As result of our friendly conversation with Mr. Tamang he decided to take us Chandragiri. We got more encouragement and excitement when a local joined our hike. He took us toward Chakhel deurali describing the local temple and cave found within this area. I like to honor him for his contribution toward the tourism management from his level. He showed us the signage board placed by him in the various parts of dense jungle. He said this might help travelers to properly navigate inside the dense forest . Really such types of information is very useful specially when we are traveling into the wild. For me I have lost my direction many times while hiking or trekking by not getting proper information. Further, his contribution to make trail clear by trimming bushes was highly appreciable. He did this things while hiking with us too. Really I would like to salute him from my bottom of heart for his contribution.

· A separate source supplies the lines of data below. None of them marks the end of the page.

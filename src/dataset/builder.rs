// Example Builder
//
// Turns raw labeled rows into (source text, target linearization) pairs for
// the fine-tuning engine. Skips are deterministic and counted, never silent.

use anyhow::Result;

use crate::config::OversizePolicy;
use crate::models::TokenCounter;
use crate::schema::{Codec, TraitRecord};

use super::RawRecord;

/// One supervised pair: the text the backbone reads and the linearization it
/// must emit. Regenerated from the raw dataset each run, never persisted.
#[derive(Debug, Clone, PartialEq, Eq)]
pub struct TrainingExample {
    pub source: String,
    pub target: String,
}

/// Build-time metrics. Reported after every dataset build.
#[derive(Debug, Clone, Copy, Default, PartialEq, Eq)]
pub struct BuildStats {
    pub built: usize,
    /// Rows with no usable gold pair.
    pub skipped_rows: usize,
    /// Individual pairs dropped (null/empty fields or attribute outside the
    /// schema vocabulary).
    pub skipped_pairs: usize,
    /// Rows truncated to the token budget.
    pub truncated: usize,
    /// Rows dropped for exceeding the token budget.
    pub dropped_oversize: usize,
}

pub struct ExampleBuilder<'a> {
    codec: &'a Codec,
    counter: &'a dyn TokenCounter,
    max_seq_len: usize,
    policy: OversizePolicy,
}

impl<'a> ExampleBuilder<'a> {
    pub fn new(
        codec: &'a Codec,
        counter: &'a dyn TokenCounter,
        max_seq_len: usize,
        policy: OversizePolicy,
    ) -> Self {
        Self { codec, counter, max_seq_len, policy }
    }

    /// Build training examples from raw rows, reporting what was kept,
    /// truncated and skipped.
    pub fn build_all(&self, rows: &[RawRecord]) -> Result<(Vec<TrainingExample>, BuildStats)> {
        let mut examples = Vec::with_capacity(rows.len());
        let mut stats = BuildStats::default();

        for row in rows {
            if let Some(example) = self.build_row(row, &mut stats)? {
                examples.push(example);
            }
        }
        stats.built = examples.len();

        tracing::info!(
            built = stats.built,
            skipped_rows = stats.skipped_rows,
            skipped_pairs = stats.skipped_pairs,
            truncated = stats.truncated,
            dropped_oversize = stats.dropped_oversize,
            "Dataset build complete"
        );

        Ok((examples, stats))
    }

    fn build_row(&self, row: &RawRecord, stats: &mut BuildStats) -> Result<Option<TrainingExample>> {
        let mut records = Vec::new();
        for pair in &row.pairs {
            if !pair.is_valid() {
                stats.skipped_pairs += 1;
                continue;
            }
            if !self.codec.schema().contains(&pair.rel) {
                tracing::warn!(
                    attribute = %pair.rel,
                    "Gold pair uses an attribute outside the schema, skipping"
                );
                stats.skipped_pairs += 1;
                continue;
            }

            let span = row
                .sentence
                .find(&pair.subject.span)
                .map(|start| (start, start + pair.subject.span.len()));
            let mut record =
                TraitRecord::new(&pair.subject.span, &pair.rel, &pair.object.span);
            record.span = span;
            records.push(record);
        }

        if records.is_empty() {
            stats.skipped_rows += 1;
            return Ok(None);
        }

        let tokens = self.counter.count_tokens(&row.sentence)?;
        let source = if tokens > self.max_seq_len {
            match self.policy {
                OversizePolicy::Drop => {
                    stats.dropped_oversize += 1;
                    return Ok(None);
                }
                OversizePolicy::Truncate => {
                    let prefix = self.counter.truncate_to(&row.sentence, self.max_seq_len)?;
                    records.retain(|record| match record.span {
                        Some((_, end)) => end <= prefix.len(),
                        None => prefix.contains(&record.subject) && prefix.contains(&record.value),
                    });
                    if records.is_empty() {
                        // Truncation cut away every gold record.
                        stats.dropped_oversize += 1;
                        return Ok(None);
                    }
                    stats.truncated += 1;
                    prefix
                }
            }
        } else {
            row.sentence.clone()
        };

        let target = self.codec.encode(&records);
        Ok(Some(TrainingExample { source, target }))
    }
}

#[cfg(test)]
mod tests {
    use super::*;
    use crate::dataset::{RawPair, RawSpan};
    use crate::schema::Schema;

    /// Token counter that treats whitespace-separated words as tokens.
    struct WordCounter;

    impl TokenCounter for WordCounter {
        fn count_tokens(&self, text: &str) -> Result<usize> {
            Ok(text.split_whitespace().count())
        }

        fn truncate_to(&self, text: &str, max_tokens: usize) -> Result<String> {
            let words: Vec<&str> = text.split_whitespace().take(max_tokens).collect();
            Ok(words.join(" "))
        }
    }

    fn pair(subject: &str, rel: &str, object: &str) -> RawPair {
        RawPair {
            subject: RawSpan { span: subject.to_string(), attr: "Plant".to_string() },
            rel: rel.to_string(),
            object: RawSpan { span: object.to_string(), attr: "Value".to_string() },
        }
    }

    fn row(sentence: &str, pairs: Vec<RawPair>) -> RawRecord {
        RawRecord { sentence: sentence.to_string(), pairs }
    }

    fn build(
        rows: &[RawRecord],
        max_seq_len: usize,
        policy: OversizePolicy,
    ) -> (Vec<TrainingExample>, BuildStats) {
        let codec = Codec::new(Schema::builtin());
        let builder = ExampleBuilder::new(&codec, &WordCounter, max_seq_len, policy);
        builder.build_all(rows).unwrap()
    }

    #[test]
    fn test_gold_pair_round_trips_through_target() {
        let rows = vec![row("Rose height 30cm", vec![pair("Rose", "height", "30cm")])];
        let (examples, stats) = build(&rows, 16, OversizePolicy::Truncate);

        assert_eq!(stats.built, 1);
        assert_eq!(examples[0].source, "Rose height 30cm");

        let codec = Codec::new(Schema::builtin());
        let decoded = codec.decode(&examples[0].target).unwrap();
        assert_eq!(decoded, vec![TraitRecord::new("Rose", "height", "30cm")]);
    }

    #[test]
    fn test_null_pair_skipped_and_counted() {
        let rows = vec![row(
            "Rose height unknown",
            vec![pair("Rose", "height", "[NULL]")],
        )];
        let (examples, stats) = build(&rows, 16, OversizePolicy::Truncate);

        assert!(examples.is_empty());
        assert_eq!(stats.skipped_pairs, 1);
        assert_eq!(stats.skipped_rows, 1);
    }

    #[test]
    fn test_out_of_schema_attribute_skipped() {
        let rows = vec![row(
            "Rose smells sweet",
            vec![pair("Rose", "smell", "sweet"), pair("Rose", "color", "red")],
        )];
        let (examples, stats) = build(&rows, 16, OversizePolicy::Truncate);

        assert_eq!(stats.built, 1);
        assert_eq!(stats.skipped_pairs, 1);
        let codec = Codec::new(Schema::builtin());
        let decoded = codec.decode(&examples[0].target).unwrap();
        assert_eq!(decoded.len(), 1);
        assert_eq!(decoded[0].attribute, "color");
    }

    #[test]
    fn test_oversize_drop_policy() {
        let rows = vec![row(
            "one two three four five six",
            vec![pair("one", "height", "six")],
        )];
        let (examples, stats) = build(&rows, 4, OversizePolicy::Drop);

        assert!(examples.is_empty());
        assert_eq!(stats.dropped_oversize, 1);
    }

    #[test]
    fn test_truncation_keeps_covered_records_only() {
        let rows = vec![row(
            "Rose height 30cm and Tulip color red",
            vec![pair("Rose", "height", "30cm"), pair("Tulip", "color", "red")],
        )];
        let (examples, stats) = build(&rows, 3, OversizePolicy::Truncate);

        assert_eq!(stats.truncated, 1);
        assert_eq!(examples[0].source, "Rose height 30cm");

        let codec = Codec::new(Schema::builtin());
        let decoded = codec.decode(&examples[0].target).unwrap();
        assert_eq!(decoded.len(), 1);
        assert_eq!(decoded[0].subject, "Rose");
    }

    #[test]
    fn test_truncation_losing_all_records_drops_row() {
        let rows = vec![row(
            "filler words here then Tulip color red",
            vec![pair("Tulip", "color", "red")],
        )];
        let (examples, stats) = build(&rows, 3, OversizePolicy::Truncate);

        assert!(examples.is_empty());
        assert_eq!(stats.dropped_oversize, 1);
    }
}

You can watch his activities in this video.
From Chhap Bhanjyang to Chakhel the trail passes through the edge of hill. Surprising fact is that this trail separate Kathmandu and Makawanpur district. Time to time Mr. Tamang used to crack jokes saying you are in Kathmandu I am in Makwanpur lets shake hands. The road was muddy, slippery and through bushes in some places. This ridge trail is unique to view panoramic view of Himalayan range said Mr. Tamang. Although, thick cloud covered the open spaces but I imagined the mirroring mountain view from this trail. The joy of traveling through the dense jungle was truly magnificent. The view of the various wild flowers blooming along the way was supernatural and beautiful which made our journey more attractive. Meanwhile we reached to the slightly sloping landscape between two hills, which was covered with wild booming flowers along with meadow so spectacular that took our all fatigues. In the meantime, seeing my fascination with those flowers Mr. Tamang told to me something amazing facts relating to those wild flowers. The fact is that the species of that particular wild flower die after blooming like bamboo. Did you know that even bamboo die once it bloom ? We spent some time here indulging purely into the nature and continued our hike.

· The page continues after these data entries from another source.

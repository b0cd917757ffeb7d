// Candidate validation and repair
//
// Generated linearizations are untrusted. Each candidate gets a grammar
// parse, at most one repair attempt, and lenient vocabulary resolution.
// Repair handles exactly one failure shape: a final record the generation
// budget cut off. Everything else rejects the candidate.

use crate::models::Candidate;
use crate::schema::{Codec, DecodeError, DroppedEntry, GrammarIssue, TraitRecord};

/// Result of validating one candidate.
#[derive(Debug, Clone, PartialEq)]
pub struct ValidationOutcome {
    pub records: Vec<TraitRecord>,
    /// Entries dropped for attributes outside the schema.
    pub dropped: Vec<DroppedEntry>,
    /// Whether the grammar needed the single repair pass.
    pub repaired: bool,
}

/// Validate one candidate linearization. `None` means the candidate is
/// unusable even after repair.
pub fn validate_candidate(codec: &Codec, text: &str) -> Option<ValidationOutcome> {
    match crate::schema::codec::parse_entries(text) {
        Ok(entries) => {
            let (records, dropped) = codec.resolve_entries_lenient(&entries);
            Some(ValidationOutcome { records, dropped, repaired: false })
        }
        Err(DecodeError::MalformedGrammar {
            offset,
            issue: GrammarIssue::UnterminatedRecord,
        }) => {
            let repaired_text = repair_unterminated(text, offset);
            let entries = crate::schema::codec::parse_entries(&repaired_text).ok()?;
            if entries.is_empty() {
                // Repair that salvages nothing is a rejection, not an empty
                // extraction.
                return None;
            }
            let (records, dropped) = codec.resolve_entries_lenient(&entries);
            Some(ValidationOutcome { records, dropped, repaired: true })
        }
        Err(_) => None,
    }
}

/// One bounded repair for a truncated final record starting at `open`.
///
/// A partial record that already has all three fields open (two unescaped
/// separators) is closed; anything shorter is dropped so no field is
/// invented.
fn repair_unterminated(text: &str, open: usize) -> String {
    let partial = &text[open..];
    let mut separators = 0;
    let mut chars = partial.chars();
    while let Some(c) = chars.next() {
        match c {
            '\\' => {
                // Skip the escaped character; a dangling escape still fails
                // the re-parse.
                chars.next();
            }
            '|' => separators += 1,
            _ => {}
        }
    }

    if separators == 2 {
        let mut closed = text.to_string();
        closed.push(']');
        closed
    } else {
        text[..open].to_string()
    }
}

/// Pick the extraction from ranked candidates.
///
/// The first candidate that survives validation with at least one record
/// wins. Note the precedence: a well-formed empty candidate does not end the
/// scan, and record-bearing candidates ranked below it still win. An empty
/// extraction is returned only when no candidate anywhere in the ranking
/// yields records. If nothing survives, there is no extraction.
pub fn select_extraction(
    codec: &Codec,
    candidates: &[Candidate],
) -> Option<Vec<TraitRecord>> {
    let mut saw_valid_empty = false;

    for (rank, candidate) in candidates.iter().enumerate() {
        let Some(outcome) = validate_candidate(codec, &candidate.text) else {
            tracing::debug!(rank = rank, text = %candidate.text, "Candidate rejected");
            continue;
        };

        for drop in &outcome.dropped {
            tracing::warn!(
                rank = rank,
                attribute = %drop.attribute,
                entry = drop.entry,
                "Dropped generated entry with unknown attribute"
            );
        }
        if outcome.repaired {
            tracing::debug!(rank = rank, "Candidate accepted after repair");
        }

        if outcome.records.is_empty() {
            saw_valid_empty = true;
            continue;
        }
        return Some(outcome.records);
    }

    if saw_valid_empty {
        Some(Vec::new())
    } else {
        None
    }
}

Next stop form Chhap Bhanjyang is Chakhle pass which is connected by Kulekhani-Pakhel-Matatirtha unpaved road. We crossed this point and headed towards Chandragiri. Many people who go to Chandragiri via cable car might not be aware of this trail. The hike till Chandragiri Hills was mesmerizing. But, the ahead trail was man-made artificial. I don’t like artificial structure specially in natural places. I am a nature lover so I except natural places to be in its original form. Exploiting nature for vested interest is unbearable to me. Last but not least after 5 hours hike form Matchhegaun we reached Chandragiri Bhaleshowr temple at 2:00 Pm. And return via same route, altogether it took us 8 hours to complete that hiking trail.